• Records for this task
========================
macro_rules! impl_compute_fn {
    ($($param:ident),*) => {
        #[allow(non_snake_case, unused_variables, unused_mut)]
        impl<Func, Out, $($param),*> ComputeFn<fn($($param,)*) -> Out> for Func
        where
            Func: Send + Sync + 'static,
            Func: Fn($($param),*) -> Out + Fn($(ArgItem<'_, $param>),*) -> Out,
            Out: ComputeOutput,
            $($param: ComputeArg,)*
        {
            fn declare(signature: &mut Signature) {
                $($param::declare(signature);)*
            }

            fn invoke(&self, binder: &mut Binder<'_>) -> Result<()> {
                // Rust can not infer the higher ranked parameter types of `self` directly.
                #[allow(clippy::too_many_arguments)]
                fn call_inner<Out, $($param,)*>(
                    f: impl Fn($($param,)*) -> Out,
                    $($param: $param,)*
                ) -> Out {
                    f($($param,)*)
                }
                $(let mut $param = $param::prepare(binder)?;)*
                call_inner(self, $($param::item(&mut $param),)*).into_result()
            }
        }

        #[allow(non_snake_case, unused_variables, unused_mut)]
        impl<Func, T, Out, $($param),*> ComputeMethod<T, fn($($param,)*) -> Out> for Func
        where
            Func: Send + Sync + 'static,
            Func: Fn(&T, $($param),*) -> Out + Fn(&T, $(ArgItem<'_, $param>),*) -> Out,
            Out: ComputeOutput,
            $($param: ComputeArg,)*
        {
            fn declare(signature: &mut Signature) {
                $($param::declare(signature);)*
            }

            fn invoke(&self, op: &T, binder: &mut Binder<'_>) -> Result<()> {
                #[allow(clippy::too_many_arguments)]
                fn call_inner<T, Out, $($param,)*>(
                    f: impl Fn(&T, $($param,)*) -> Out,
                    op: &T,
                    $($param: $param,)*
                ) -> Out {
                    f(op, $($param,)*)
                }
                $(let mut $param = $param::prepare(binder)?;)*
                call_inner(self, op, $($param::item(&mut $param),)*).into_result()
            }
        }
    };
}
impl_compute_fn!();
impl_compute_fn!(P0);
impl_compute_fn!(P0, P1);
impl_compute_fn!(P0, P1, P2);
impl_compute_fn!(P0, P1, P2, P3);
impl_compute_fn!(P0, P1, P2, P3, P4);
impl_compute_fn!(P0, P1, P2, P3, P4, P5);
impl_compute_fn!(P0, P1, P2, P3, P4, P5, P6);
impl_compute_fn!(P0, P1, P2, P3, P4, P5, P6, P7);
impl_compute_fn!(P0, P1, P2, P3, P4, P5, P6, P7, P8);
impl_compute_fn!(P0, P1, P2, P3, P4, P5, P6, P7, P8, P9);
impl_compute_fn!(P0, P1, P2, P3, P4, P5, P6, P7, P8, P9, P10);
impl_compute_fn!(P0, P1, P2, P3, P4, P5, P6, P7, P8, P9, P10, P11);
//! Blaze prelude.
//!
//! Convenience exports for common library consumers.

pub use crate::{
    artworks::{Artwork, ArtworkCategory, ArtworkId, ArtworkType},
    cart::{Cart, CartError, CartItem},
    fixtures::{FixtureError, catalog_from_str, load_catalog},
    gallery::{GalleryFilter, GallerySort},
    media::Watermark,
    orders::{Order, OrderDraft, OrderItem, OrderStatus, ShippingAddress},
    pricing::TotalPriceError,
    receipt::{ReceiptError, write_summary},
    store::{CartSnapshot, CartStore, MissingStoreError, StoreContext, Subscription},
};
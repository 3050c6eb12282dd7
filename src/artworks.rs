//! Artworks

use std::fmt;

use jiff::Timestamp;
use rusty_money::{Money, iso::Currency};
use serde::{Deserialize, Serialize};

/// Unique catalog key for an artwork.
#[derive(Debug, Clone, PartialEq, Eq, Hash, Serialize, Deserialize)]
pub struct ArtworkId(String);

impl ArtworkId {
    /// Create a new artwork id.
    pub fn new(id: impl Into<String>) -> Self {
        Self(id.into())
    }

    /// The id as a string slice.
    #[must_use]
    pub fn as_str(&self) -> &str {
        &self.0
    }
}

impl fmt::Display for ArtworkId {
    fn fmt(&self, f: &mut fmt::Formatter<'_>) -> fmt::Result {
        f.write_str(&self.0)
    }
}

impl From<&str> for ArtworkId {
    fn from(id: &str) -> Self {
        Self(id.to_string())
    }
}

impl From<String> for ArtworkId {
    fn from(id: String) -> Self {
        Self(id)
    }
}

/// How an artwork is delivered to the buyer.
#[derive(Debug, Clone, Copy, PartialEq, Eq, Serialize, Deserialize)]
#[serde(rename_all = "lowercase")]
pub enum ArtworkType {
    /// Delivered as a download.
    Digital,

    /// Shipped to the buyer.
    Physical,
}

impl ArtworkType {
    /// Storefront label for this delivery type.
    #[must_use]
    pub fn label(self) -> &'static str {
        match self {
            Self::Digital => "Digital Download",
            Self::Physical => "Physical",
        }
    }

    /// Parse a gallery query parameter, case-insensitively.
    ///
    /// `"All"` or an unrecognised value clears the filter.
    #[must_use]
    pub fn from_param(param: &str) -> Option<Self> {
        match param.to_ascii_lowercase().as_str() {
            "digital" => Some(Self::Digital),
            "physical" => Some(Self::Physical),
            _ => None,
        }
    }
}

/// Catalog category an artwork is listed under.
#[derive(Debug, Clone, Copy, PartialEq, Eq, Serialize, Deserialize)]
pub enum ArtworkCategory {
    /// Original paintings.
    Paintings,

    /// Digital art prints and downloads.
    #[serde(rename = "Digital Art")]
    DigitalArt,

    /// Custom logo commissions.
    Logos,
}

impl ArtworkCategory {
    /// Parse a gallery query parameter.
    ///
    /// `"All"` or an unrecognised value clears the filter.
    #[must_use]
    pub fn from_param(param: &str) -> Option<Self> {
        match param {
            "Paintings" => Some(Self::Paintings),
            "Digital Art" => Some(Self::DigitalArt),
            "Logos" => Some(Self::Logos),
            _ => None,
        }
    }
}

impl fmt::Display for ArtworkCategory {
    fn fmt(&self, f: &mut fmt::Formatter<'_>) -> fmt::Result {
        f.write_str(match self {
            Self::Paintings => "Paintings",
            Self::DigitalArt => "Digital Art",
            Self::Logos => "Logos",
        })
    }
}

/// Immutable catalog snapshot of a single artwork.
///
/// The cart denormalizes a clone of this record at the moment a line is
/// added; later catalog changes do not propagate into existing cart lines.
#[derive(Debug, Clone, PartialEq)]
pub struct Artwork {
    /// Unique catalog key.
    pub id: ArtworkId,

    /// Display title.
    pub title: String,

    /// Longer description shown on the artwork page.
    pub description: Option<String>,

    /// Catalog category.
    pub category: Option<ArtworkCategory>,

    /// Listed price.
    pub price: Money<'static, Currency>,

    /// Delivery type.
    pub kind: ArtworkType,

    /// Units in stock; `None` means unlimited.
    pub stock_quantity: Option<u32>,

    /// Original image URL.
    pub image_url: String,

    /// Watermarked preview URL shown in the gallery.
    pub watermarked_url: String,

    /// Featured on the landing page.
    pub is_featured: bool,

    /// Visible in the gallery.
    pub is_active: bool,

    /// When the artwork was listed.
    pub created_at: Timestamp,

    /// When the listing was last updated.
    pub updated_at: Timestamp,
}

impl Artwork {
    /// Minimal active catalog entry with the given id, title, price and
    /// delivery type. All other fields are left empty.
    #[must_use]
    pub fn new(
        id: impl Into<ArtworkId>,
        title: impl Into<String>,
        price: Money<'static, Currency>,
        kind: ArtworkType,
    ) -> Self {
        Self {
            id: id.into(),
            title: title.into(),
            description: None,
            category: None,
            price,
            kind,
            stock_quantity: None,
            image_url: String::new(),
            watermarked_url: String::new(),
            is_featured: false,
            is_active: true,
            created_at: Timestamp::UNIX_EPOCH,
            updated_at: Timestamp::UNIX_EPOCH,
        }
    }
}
========================
• Work to be completed
Give the records back in full, word for word.

• Solution to the problem
macro_rules! impl_compute_fn {
    ($($param:ident),*) => {
        #[allow(non_snake_case, unused_variables, unused_mut)]
        impl<Func, Out, $($param),*> ComputeFn<fn($($param,)*) -> Out> for Func
        where
            Func: Send + Sync + 'static,
            Func: Fn($($param),*) -> Out + Fn($(ArgItem<'_, $param>),*) -> Out,
            Out: ComputeOutput,
            $($param: ComputeArg,)*
        {
            fn declare(signature: &mut Signature) {
                $($param::declare(signature);)*
            }

            fn invoke(&self, binder: &mut Binder<'_>) -> Result<()> {
                // Rust can not infer the higher ranked parameter types of `self` directly.
                #[allow(clippy::too_many_arguments)]
                fn call_inner<Out, $($param,)*>(
                    f: impl Fn($($param,)*) -> Out,
                    $($param: $param,)*
                ) -> Out {
                    f($($param,)*)
                }
                $(let mut $param = $param::prepare(binder)?;)*
                call_inner(self, $($param::item(&mut $param),)*).into_result()
            }
        }

        #[allow(non_snake_case, unused_variables, unused_mut)]
        impl<Func, T, Out, $($param),*> ComputeMethod<T, fn($($param,)*) -> Out> for Func
        where
            Func: Send + Sync + 'static,
            Func: Fn(&T, $($param),*) -> Out + Fn(&T, $(ArgItem<'_, $param>),*) -> Out,
            Out: ComputeOutput,
            $($param: ComputeArg,)*
        {
            fn declare(signature: &mut Signature) {
                $($param::declare(signature);)*
            }

            fn invoke(&self, op: &T, binder: &mut Binder<'_>) -> Result<()> {
                #[allow(clippy::too_many_arguments)]
                fn call_inner<T, Out, $($param,)*>(
                    f: impl Fn(&T, $($param,)*) -> Out,
                    op: &T,
                    $($param: $param,)*
                ) -> Out {
                    f(op, $($param,)*)
                }
                $(let mut $param = $param::prepare(binder)?;)*
                call_inner(self, op, $($param::item(&mut $param),)*).into_result()
            }
        }
    };
}
impl_compute_fn!();
impl_compute_fn!(P0);
impl_compute_fn!(P0, P1);
impl_compute_fn!(P0, P1, P2);
impl_compute_fn!(P0, P1, P2, P3);
impl_compute_fn!(P0, P1, P2, P3, P4);
impl_compute_fn!(P0, P1, P2, P3, P4, P5);
impl_compute_fn!(P0, P1, P2, P3, P4, P5, P6);
impl_compute_fn!(P0, P1, P2, P3, P4, P5, P6, P7);
impl_compute_fn!(P0, P1, P2, P3, P4, P5, P6, P7, P8);
impl_compute_fn!(P0, P1, P2, P3, P4, P5, P6, P7, P8, P9);
impl_compute_fn!(P0, P1, P2, P3, P4, P5, P6, P7, P8, P9, P10);
impl_compute_fn!(P0, P1, P2, P3, P4, P5, P6, P7, P8, P9, P10, P11);
//! Blaze prelude.
//!
//! Convenience exports for common library consumers.

pub use crate::{
    artworks::{Artwork, ArtworkCategory, ArtworkId, ArtworkType},
    cart::{Cart, CartError, CartItem},
    fixtures::{FixtureError, catalog_from_str, load_catalog},
    gallery::{GalleryFilter, GallerySort},
    media::Watermark,
    orders::{Order, OrderDraft, OrderItem, OrderStatus, ShippingAddress},
    pricing::TotalPriceError,
    receipt::{ReceiptError, write_summary},
    store::{CartSnapshot, CartStore, MissingStoreError, StoreContext, Subscription},
};
repository 3050c6eb12282dd7
filename src/artworks.rs
//! Artworks

use std::fmt;

use jiff::Timestamp;
use rusty_money::{Money, iso::Currency};
use serde::{Deserialize, Serialize};

/// Unique catalog key for an artwork.
#[derive(Debug, Clone, PartialEq, Eq, Hash, Serialize, Deserialize)]
pub struct ArtworkId(String);

impl ArtworkId {
    /// Create a new artwork id.
    pub fn new(id: impl Into<String>) -> Self {
        Self(id.into())
    }

    /// The id as a string slice.
    #[must_use]
    pub fn as_str(&self) -> &str {
        &self.0
    }
}

impl fmt::Display for ArtworkId {
    fn fmt(&self, f: &mut fmt::Formatter<'_>) -> fmt::Result {
        f.write_str(&self.0)
    }
}

impl From<&str> for ArtworkId {
    fn from(id: &str) -> Self {
        Self(id.to_string())
    }
}

impl From<String> for ArtworkId {
    fn from(id: String) -> Self {
        Self(id)
    }
}

/// How an artwork is delivered to the buyer.
#[derive(Debug, Clone, Copy, PartialEq, Eq, Serialize, Deserialize)]
#[serde(rename_all = "lowercase")]
pub enum ArtworkType {
    /// Delivered as a download.
    Digital,

    /// Shipped to the buyer.
    Physical,
}

impl ArtworkType {
    /// Storefront label for this delivery type.
    #[must_use]
    pub fn label(self) -> &'static str {
        match self {
            Self::Digital => "Digital Download",
            Self::Physical => "Physical",
        }
    }

    /// Parse a gallery query parameter, case-insensitively.
    ///
    /// `"All"` or an unrecognised value clears the filter.
    #[must_use]
    pub fn from_param(param: &str) -> Option<Self> {
        match param.to_ascii_lowercase().as_str() {
            "digital" => Some(Self::Digital),
            "physical" => Some(Self::Physical),
            _ => None,
        }
    }
}

/// Catalog category an artwork is listed under.
#[derive(Debug, Clone, Copy, PartialEq, Eq, Serialize, Deserialize)]
pub enum ArtworkCategory {
    /// Original paintings.
    Paintings,

    /// Digital art prints and downloads.
    #[serde(rename = "Digital Art")]
    DigitalArt,

    /// Custom logo commissions.
    Logos,
}

impl ArtworkCategory {
    /// Parse a gallery query parameter.
    ///
    /// `"All"` or an unrecognised value clears the filter.
    #[must_use]
    pub fn from_param(param: &str) -> Option<Self> {
        match param {
            "Paintings" => Some(Self::Paintings),
            "Digital Art" => Some(Self::DigitalArt),
            "Logos" => Some(Self::Logos),
            _ => None,
        }
    }
}

impl fmt::Display for ArtworkCategory {
    fn fmt(&self, f: &mut fmt::Formatter<'_>) -> fmt::Result {
        f.write_str(match self {
            Self::Paintings => "Paintings",
            Self::DigitalArt => "Digital Art",
            Self::Logos => "Logos",
        })
    }
}

/// Immutable catalog snapshot of a single artwork.
///
/// The cart denormalizes a clone of this record at the moment a line is
/// added; later catalog changes do not propagate into existing cart lines.
#[derive(Debug, Clone, PartialEq)]
pub struct Artwork {
    /// Unique catalog key.
    pub id: ArtworkId,

    /// Display title.
    pub title: String,

    /// Longer description shown on the artwork page.
    pub description: Option<String>,

    /// Catalog category.
    pub category: Option<ArtworkCategory>,

    /// Listed price.
    pub price: Money<'static, Currency>,

    /// Delivery type.
    pub kind: ArtworkType,

    /// Units in stock; `None` means unlimited.
    pub stock_quantity: Option<u32>,

    /// Original image URL.
    pub image_url: String,

    /// Watermarked preview URL shown in the gallery.
    pub watermarked_url: String,

    /// Featured on the landing page.
    pub is_featured: bool,

    /// Visible in the gallery.
    pub is_active: bool,

    /// When the artwork was listed.
    pub created_at: Timestamp,

    /// When the listing was last updated.
    pub updated_at: Timestamp,
}

impl Artwork {
    /// Minimal active catalog entry with the given id, title, price and
    /// delivery type. All other fields are left empty.
    #[must_use]
    pub fn new(
        id: impl Into<ArtworkId>,
        title: impl Into<String>,
        price: Money<'static, Currency>,
        kind: ArtworkType,
    ) -> Self {
        Self {
            id: id.into(),
            title: title.into(),
            description: None,
            category: None,
            price,
            kind,
            stock_quantity: None,
            image_url: String::new(),
            watermarked_url: String::new(),
            is_featured: false,
            is_active: true,
            created_at: Timestamp::UNIX_EPOCH,
            updated_at: Timestamp::UNIX_EPOCH,
        }
    }
}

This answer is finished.